[Stored data entries]
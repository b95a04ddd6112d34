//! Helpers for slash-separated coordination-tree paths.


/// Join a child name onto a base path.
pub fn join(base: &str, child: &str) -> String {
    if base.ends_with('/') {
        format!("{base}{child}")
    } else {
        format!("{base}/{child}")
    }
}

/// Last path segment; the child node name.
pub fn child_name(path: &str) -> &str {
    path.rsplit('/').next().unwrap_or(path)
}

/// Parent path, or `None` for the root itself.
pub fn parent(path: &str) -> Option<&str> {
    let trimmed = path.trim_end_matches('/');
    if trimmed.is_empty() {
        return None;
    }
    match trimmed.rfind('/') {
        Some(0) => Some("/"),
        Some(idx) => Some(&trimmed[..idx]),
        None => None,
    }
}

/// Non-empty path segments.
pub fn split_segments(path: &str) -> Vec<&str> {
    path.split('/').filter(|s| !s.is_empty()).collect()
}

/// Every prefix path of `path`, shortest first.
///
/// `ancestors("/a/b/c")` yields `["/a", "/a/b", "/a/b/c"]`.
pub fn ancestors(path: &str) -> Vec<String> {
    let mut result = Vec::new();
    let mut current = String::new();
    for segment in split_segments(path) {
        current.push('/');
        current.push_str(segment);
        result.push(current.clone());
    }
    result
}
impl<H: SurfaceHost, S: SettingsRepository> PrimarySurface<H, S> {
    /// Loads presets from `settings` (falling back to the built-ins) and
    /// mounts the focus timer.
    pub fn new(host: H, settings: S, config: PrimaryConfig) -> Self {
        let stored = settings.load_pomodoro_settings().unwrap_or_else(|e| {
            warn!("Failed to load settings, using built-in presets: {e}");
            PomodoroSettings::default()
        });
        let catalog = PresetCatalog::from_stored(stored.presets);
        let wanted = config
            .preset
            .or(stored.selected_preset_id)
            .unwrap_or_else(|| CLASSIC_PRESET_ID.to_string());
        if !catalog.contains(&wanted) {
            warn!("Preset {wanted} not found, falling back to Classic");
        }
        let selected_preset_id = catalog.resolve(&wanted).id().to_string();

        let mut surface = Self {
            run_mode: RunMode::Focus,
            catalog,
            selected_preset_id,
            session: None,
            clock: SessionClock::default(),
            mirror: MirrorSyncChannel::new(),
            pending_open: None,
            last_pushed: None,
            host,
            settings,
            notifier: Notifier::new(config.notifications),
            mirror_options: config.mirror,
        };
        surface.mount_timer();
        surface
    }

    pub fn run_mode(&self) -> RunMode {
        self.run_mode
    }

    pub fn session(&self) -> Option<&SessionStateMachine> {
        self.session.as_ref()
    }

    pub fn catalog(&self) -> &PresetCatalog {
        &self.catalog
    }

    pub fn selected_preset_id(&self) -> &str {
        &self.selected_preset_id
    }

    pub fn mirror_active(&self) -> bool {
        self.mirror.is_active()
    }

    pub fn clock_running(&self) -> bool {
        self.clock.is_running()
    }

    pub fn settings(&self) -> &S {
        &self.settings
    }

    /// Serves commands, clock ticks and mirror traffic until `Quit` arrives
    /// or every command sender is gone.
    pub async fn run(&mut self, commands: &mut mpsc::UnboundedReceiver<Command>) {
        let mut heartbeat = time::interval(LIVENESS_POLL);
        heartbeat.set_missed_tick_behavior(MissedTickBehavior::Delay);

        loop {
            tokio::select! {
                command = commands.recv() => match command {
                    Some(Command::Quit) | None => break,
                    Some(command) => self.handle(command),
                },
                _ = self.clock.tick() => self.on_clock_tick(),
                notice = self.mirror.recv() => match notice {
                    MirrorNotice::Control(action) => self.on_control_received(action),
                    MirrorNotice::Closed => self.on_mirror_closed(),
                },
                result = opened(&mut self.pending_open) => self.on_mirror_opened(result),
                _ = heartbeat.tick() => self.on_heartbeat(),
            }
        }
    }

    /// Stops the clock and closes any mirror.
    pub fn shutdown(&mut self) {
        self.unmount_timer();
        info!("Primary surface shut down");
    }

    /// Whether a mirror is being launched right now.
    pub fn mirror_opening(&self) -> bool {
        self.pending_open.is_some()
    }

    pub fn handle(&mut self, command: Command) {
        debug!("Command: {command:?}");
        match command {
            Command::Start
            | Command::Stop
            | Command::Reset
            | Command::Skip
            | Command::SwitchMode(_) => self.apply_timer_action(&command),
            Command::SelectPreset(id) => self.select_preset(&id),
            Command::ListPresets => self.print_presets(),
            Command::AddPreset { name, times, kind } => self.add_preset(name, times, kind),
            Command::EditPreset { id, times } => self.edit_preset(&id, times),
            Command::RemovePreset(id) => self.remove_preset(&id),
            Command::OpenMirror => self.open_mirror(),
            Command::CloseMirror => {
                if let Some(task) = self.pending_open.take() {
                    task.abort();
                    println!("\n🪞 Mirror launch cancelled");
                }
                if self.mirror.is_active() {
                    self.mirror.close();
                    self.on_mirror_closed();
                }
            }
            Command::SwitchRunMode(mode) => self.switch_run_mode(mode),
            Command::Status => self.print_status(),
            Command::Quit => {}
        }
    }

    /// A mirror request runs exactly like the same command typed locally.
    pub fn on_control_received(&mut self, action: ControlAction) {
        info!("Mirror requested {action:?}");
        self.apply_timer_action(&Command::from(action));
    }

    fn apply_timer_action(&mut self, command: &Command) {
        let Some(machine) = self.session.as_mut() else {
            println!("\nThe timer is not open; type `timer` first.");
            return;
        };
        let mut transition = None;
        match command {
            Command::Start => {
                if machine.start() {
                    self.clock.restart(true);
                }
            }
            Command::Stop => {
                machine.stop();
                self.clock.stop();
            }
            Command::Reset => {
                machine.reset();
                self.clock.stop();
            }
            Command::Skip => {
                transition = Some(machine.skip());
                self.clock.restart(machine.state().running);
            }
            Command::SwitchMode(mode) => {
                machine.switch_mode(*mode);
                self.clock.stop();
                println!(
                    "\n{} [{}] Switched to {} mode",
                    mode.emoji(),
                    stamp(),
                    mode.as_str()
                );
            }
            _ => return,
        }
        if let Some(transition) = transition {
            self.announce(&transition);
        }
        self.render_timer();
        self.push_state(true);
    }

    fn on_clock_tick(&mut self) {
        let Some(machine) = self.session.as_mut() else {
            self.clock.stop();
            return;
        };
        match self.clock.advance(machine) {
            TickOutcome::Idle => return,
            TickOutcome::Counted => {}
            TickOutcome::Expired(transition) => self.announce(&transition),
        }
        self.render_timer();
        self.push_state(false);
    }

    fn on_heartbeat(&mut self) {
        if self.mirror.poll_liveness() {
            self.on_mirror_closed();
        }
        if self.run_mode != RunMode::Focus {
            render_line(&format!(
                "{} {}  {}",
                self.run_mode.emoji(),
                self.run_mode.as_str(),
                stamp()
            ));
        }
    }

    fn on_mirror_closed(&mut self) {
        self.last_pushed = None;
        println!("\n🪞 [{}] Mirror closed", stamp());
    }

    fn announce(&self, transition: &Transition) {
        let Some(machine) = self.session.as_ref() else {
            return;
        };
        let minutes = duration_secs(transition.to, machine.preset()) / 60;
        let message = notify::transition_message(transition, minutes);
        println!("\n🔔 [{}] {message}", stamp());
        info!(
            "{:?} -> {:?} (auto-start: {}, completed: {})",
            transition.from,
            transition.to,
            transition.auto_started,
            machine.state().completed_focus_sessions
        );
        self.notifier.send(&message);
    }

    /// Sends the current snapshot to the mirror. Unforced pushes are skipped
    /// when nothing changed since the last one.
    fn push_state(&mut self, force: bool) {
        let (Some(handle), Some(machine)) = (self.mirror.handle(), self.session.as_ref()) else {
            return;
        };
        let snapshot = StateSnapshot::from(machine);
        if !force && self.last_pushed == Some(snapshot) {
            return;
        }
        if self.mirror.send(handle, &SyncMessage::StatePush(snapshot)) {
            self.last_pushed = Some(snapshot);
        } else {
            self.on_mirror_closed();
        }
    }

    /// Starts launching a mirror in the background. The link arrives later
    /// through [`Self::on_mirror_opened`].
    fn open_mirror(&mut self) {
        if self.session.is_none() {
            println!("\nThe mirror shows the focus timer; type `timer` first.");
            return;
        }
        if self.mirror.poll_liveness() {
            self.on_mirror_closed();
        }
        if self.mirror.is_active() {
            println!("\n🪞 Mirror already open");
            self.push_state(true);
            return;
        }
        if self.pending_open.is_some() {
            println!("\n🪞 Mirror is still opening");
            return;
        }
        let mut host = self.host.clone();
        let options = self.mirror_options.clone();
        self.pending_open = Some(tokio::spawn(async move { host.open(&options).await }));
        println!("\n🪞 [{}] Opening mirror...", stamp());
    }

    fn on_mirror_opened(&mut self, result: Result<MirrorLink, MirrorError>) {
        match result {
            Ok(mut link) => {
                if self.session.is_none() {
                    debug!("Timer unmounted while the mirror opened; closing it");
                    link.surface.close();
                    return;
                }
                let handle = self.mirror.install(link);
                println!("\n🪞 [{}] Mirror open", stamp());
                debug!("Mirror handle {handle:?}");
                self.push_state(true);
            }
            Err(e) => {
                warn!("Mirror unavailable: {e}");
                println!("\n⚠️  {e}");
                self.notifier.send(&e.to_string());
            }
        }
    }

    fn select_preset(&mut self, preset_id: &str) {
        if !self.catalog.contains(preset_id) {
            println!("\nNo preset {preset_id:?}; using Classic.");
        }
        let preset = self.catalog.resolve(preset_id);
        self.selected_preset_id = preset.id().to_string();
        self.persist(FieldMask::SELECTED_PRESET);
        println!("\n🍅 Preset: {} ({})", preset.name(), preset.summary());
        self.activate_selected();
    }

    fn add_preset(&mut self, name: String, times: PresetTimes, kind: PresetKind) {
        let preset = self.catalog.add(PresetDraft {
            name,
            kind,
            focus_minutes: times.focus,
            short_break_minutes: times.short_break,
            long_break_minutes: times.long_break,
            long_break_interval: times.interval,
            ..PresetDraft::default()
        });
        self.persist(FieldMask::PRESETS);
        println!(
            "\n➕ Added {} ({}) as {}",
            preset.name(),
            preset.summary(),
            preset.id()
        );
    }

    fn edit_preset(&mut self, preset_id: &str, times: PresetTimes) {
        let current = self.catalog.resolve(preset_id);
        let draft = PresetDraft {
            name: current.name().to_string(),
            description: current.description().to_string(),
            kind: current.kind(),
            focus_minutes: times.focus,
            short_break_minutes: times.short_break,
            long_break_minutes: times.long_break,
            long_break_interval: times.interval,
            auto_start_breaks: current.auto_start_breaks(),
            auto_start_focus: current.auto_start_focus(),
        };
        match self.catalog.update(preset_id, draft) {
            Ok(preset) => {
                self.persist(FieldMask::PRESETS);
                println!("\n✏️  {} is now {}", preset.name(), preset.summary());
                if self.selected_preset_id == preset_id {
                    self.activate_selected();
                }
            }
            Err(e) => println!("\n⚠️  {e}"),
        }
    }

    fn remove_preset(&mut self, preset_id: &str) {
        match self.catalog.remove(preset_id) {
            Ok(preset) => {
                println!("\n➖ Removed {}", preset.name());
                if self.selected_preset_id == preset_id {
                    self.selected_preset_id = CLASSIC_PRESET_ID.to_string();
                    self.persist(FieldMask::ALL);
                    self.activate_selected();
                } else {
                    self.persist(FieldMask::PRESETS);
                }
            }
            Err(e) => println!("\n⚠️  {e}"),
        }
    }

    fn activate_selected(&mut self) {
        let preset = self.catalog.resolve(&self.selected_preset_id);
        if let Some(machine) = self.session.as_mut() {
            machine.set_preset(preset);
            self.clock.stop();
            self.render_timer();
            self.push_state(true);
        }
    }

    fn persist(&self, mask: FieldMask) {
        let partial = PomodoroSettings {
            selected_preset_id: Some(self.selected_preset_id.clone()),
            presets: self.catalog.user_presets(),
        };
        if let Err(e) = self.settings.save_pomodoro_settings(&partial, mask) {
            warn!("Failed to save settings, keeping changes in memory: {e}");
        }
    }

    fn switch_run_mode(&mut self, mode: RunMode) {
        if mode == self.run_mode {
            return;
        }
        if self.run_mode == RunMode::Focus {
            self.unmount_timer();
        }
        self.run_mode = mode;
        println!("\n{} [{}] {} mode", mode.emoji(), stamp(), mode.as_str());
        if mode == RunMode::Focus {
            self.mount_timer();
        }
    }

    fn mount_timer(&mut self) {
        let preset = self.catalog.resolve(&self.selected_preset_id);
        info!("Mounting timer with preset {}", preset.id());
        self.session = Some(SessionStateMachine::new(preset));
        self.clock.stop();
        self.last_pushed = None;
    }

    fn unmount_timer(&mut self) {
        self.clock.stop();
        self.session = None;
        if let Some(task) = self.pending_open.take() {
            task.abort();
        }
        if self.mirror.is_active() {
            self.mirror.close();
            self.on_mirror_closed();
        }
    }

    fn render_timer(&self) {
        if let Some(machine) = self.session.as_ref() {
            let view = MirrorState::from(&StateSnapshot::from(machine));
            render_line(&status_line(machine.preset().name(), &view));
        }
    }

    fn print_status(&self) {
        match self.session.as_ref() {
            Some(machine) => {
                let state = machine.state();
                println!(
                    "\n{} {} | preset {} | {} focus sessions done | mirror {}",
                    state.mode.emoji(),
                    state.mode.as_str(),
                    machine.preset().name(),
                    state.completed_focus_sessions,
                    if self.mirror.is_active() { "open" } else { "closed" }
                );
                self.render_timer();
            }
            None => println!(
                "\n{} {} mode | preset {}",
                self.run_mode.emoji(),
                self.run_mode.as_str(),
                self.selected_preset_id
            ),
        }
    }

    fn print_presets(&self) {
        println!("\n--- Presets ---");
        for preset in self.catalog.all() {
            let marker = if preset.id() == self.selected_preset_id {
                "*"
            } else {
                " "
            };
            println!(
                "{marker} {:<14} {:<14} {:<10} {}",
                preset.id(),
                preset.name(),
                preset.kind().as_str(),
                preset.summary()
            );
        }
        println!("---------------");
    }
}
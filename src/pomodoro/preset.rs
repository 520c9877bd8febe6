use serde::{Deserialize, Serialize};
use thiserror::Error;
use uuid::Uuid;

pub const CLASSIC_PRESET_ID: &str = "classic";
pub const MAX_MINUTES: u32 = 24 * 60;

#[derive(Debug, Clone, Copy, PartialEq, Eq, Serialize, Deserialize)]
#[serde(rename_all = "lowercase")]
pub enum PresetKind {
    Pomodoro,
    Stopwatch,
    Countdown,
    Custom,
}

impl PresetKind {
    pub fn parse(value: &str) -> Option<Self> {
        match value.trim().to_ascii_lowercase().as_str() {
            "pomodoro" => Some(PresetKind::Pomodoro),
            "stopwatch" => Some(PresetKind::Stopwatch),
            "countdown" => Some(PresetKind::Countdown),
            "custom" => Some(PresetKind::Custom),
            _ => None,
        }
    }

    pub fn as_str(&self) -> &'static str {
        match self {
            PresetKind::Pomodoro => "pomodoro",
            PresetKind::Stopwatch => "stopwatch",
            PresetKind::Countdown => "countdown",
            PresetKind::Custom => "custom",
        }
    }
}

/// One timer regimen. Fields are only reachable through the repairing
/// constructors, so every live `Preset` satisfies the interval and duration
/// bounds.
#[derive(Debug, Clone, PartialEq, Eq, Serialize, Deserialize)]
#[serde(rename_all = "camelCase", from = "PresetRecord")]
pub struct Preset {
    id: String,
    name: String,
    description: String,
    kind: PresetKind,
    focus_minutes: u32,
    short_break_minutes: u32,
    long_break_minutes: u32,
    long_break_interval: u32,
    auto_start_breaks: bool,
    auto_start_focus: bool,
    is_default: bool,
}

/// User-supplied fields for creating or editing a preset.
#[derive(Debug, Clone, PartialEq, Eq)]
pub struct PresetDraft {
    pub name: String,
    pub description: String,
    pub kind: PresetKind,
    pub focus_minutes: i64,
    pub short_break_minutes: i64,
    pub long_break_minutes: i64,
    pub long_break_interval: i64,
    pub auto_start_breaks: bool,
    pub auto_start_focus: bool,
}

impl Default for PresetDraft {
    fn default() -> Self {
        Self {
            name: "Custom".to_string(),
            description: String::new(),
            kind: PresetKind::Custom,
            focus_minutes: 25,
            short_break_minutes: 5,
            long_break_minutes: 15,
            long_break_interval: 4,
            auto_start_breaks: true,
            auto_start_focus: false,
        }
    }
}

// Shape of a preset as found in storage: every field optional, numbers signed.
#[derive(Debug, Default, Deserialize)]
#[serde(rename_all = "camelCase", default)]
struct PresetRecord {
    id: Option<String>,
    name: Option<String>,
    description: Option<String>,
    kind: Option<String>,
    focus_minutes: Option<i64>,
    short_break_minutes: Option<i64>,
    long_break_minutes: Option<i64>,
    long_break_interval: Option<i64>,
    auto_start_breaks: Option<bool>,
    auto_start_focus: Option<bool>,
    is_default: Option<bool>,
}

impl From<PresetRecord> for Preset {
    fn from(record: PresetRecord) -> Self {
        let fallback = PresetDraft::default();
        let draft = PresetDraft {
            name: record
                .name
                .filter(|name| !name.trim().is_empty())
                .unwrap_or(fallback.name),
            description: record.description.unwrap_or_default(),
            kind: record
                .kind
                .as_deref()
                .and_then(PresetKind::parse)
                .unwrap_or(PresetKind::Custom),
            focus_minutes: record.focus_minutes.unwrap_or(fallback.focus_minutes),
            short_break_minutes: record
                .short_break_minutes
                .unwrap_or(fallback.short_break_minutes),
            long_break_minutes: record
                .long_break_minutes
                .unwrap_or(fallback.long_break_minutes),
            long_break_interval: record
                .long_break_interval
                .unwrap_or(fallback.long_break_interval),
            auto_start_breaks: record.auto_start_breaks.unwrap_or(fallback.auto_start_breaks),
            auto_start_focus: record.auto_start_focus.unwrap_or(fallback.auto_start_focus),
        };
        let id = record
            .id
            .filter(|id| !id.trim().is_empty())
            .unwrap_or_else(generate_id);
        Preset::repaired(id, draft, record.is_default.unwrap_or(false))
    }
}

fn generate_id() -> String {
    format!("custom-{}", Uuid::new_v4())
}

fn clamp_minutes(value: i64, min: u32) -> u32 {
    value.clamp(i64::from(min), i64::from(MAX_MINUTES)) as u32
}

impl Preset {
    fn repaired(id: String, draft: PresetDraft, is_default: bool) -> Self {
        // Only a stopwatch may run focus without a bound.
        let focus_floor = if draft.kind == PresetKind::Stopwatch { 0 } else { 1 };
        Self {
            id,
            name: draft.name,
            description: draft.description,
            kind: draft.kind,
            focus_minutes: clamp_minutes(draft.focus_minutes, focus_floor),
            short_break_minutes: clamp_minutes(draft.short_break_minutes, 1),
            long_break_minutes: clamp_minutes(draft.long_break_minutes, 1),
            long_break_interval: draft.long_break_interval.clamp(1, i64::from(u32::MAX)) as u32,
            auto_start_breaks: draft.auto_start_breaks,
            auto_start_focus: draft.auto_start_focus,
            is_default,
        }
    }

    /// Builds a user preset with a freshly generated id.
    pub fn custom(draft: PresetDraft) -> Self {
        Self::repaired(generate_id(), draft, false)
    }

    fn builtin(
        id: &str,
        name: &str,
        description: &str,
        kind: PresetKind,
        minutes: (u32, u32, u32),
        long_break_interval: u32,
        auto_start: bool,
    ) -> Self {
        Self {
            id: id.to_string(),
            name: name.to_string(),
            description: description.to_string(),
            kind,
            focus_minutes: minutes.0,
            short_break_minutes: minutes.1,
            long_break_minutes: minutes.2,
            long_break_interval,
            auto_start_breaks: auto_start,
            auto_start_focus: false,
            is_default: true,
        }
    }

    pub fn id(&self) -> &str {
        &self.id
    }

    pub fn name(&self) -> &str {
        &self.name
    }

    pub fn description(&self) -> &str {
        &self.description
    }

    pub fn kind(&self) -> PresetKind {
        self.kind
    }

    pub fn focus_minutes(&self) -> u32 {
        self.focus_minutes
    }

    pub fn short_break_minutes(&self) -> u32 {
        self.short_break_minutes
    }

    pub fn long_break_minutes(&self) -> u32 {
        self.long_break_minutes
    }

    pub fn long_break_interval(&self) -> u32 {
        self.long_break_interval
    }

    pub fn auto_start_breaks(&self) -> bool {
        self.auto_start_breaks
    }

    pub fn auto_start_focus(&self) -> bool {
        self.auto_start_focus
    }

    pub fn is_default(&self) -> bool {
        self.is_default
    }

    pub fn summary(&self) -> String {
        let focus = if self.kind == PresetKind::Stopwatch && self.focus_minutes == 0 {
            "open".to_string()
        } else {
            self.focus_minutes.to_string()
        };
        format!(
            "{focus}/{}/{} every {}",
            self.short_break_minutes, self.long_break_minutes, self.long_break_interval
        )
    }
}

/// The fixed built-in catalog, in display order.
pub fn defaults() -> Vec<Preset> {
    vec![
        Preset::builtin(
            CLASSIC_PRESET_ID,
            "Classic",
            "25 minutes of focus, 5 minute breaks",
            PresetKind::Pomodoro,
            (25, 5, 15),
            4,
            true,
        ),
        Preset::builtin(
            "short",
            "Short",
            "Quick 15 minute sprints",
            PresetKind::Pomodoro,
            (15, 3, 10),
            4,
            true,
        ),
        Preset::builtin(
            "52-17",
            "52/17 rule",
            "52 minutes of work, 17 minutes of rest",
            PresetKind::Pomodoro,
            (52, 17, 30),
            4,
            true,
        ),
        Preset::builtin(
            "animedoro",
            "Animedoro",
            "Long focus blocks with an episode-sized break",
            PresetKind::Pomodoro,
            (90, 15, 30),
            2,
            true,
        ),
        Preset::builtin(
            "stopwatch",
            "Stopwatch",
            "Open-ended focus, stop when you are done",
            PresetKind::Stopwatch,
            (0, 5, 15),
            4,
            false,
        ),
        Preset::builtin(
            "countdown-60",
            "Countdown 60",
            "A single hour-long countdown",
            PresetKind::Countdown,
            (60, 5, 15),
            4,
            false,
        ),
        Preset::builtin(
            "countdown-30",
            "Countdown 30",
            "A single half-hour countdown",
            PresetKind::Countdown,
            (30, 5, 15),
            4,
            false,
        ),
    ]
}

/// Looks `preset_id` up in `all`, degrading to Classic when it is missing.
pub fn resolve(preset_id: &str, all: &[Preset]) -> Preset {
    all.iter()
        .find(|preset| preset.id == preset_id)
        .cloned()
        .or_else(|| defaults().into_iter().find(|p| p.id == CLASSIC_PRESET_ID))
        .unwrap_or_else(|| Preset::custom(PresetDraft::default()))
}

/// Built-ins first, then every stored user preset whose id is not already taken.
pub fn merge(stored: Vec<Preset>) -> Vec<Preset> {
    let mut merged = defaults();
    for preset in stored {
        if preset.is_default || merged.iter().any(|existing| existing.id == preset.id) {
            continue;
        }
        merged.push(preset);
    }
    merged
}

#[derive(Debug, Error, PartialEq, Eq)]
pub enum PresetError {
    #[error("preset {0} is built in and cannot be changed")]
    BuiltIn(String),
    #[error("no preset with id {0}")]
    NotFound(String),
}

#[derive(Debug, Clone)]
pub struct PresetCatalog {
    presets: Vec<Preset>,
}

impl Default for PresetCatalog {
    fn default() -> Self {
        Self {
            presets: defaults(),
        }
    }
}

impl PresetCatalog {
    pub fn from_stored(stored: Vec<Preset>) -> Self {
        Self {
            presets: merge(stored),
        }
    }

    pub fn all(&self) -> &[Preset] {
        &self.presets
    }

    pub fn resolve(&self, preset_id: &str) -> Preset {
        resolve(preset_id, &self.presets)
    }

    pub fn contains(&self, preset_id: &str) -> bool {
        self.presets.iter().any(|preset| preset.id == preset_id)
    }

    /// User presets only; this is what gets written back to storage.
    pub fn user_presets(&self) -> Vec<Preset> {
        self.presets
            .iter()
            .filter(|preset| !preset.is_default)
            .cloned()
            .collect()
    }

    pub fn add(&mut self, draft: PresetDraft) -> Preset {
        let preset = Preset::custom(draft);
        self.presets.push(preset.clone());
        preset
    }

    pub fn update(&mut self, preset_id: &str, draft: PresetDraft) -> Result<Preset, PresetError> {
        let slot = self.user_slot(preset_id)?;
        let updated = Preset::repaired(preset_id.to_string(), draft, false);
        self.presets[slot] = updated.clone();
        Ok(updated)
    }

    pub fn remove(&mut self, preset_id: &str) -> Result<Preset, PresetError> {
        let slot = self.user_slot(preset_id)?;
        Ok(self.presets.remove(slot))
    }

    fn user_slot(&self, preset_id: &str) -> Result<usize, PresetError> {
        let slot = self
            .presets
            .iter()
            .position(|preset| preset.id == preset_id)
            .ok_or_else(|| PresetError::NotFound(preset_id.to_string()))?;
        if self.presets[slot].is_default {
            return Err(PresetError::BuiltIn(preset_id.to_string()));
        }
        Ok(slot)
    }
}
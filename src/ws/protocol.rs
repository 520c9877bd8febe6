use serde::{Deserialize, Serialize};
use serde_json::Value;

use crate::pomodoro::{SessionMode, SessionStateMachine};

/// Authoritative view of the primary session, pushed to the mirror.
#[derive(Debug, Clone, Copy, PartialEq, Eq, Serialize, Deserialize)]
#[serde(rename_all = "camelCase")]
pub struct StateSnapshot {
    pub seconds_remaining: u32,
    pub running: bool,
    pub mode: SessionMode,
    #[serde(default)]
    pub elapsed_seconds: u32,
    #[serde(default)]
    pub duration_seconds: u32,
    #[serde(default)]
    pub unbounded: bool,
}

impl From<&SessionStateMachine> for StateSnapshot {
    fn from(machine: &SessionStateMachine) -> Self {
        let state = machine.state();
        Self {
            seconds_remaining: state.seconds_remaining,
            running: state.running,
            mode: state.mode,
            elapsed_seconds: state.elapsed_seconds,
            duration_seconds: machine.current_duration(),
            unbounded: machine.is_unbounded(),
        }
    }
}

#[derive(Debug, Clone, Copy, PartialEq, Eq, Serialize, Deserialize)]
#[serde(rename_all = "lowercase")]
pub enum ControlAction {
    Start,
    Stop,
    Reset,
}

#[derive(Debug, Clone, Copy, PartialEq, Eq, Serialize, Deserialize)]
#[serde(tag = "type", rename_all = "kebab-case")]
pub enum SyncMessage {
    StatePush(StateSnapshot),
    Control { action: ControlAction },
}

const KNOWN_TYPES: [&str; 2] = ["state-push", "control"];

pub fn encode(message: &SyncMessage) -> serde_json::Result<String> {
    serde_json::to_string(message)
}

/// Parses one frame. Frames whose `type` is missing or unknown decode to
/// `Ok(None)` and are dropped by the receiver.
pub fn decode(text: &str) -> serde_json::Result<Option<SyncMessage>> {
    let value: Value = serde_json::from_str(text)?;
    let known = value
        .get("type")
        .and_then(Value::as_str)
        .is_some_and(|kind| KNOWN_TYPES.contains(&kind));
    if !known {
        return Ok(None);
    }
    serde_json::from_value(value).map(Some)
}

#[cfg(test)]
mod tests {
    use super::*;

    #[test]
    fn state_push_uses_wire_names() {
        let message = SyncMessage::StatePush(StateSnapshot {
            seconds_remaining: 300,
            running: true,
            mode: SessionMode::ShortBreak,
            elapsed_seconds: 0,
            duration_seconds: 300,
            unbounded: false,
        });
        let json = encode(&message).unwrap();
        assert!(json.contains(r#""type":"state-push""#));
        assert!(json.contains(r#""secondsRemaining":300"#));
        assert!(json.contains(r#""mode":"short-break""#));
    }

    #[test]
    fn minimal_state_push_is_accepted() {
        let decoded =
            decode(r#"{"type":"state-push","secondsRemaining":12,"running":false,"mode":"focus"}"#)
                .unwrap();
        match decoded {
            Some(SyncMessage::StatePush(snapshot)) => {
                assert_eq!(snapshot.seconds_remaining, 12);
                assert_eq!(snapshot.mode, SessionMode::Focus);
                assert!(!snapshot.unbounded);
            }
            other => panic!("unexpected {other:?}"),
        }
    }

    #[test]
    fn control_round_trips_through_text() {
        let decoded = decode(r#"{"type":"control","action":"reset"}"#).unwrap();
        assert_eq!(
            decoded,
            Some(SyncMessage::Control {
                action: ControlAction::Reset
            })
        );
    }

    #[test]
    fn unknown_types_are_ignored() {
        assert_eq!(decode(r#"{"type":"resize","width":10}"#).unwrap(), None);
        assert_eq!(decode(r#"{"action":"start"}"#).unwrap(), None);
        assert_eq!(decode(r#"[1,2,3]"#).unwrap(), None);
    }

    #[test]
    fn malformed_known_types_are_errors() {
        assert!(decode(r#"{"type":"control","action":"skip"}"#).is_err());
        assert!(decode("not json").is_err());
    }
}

** Task **
A complete answer gives every line of the data that includes "trimmed".

** Exercise output **
    let trimmed = path.trim_end_matches('/');
    if trimmed.is_empty() {
    match trimmed.rfind('/') {
        Some(idx) => Some(&trimmed[..idx]),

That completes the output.